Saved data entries
*** Block opens ***

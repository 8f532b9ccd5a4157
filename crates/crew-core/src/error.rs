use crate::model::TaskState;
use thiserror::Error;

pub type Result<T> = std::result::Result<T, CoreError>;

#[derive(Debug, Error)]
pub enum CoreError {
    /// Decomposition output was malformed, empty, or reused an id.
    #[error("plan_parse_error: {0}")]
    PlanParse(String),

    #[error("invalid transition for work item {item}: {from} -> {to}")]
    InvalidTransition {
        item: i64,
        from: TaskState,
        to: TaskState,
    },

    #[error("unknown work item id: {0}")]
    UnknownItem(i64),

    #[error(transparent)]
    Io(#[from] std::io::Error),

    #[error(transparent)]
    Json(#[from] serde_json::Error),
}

*** Block closes ***

- INSTRUCTIONS FOR THE TASK: Reproduce the data, keeping every line exactly the same.

- RESPONSE FOR THIS EXERCISE:
repository 8f532b9ccd5a4157
filename crates/crew-core/src/error.rs
use crate::model::TaskState;
use thiserror::Error;

pub type Result<T> = std::result::Result<T, CoreError>;

#[derive(Debug, Error)]
pub enum CoreError {
    /// Decomposition output was malformed, empty, or reused an id.
    #[error("plan_parse_error: {0}")]
    PlanParse(String),

    #[error("invalid transition for work item {item}: {from} -> {to}")]
    InvalidTransition {
        item: i64,
        from: TaskState,
        to: TaskState,
    },

    #[error("unknown work item id: {0}")]
    UnknownItem(i64),

    #[error(transparent)]
    Io(#[from] std::io::Error),

    #[error(transparent)]
    Json(#[from] serde_json::Error),
}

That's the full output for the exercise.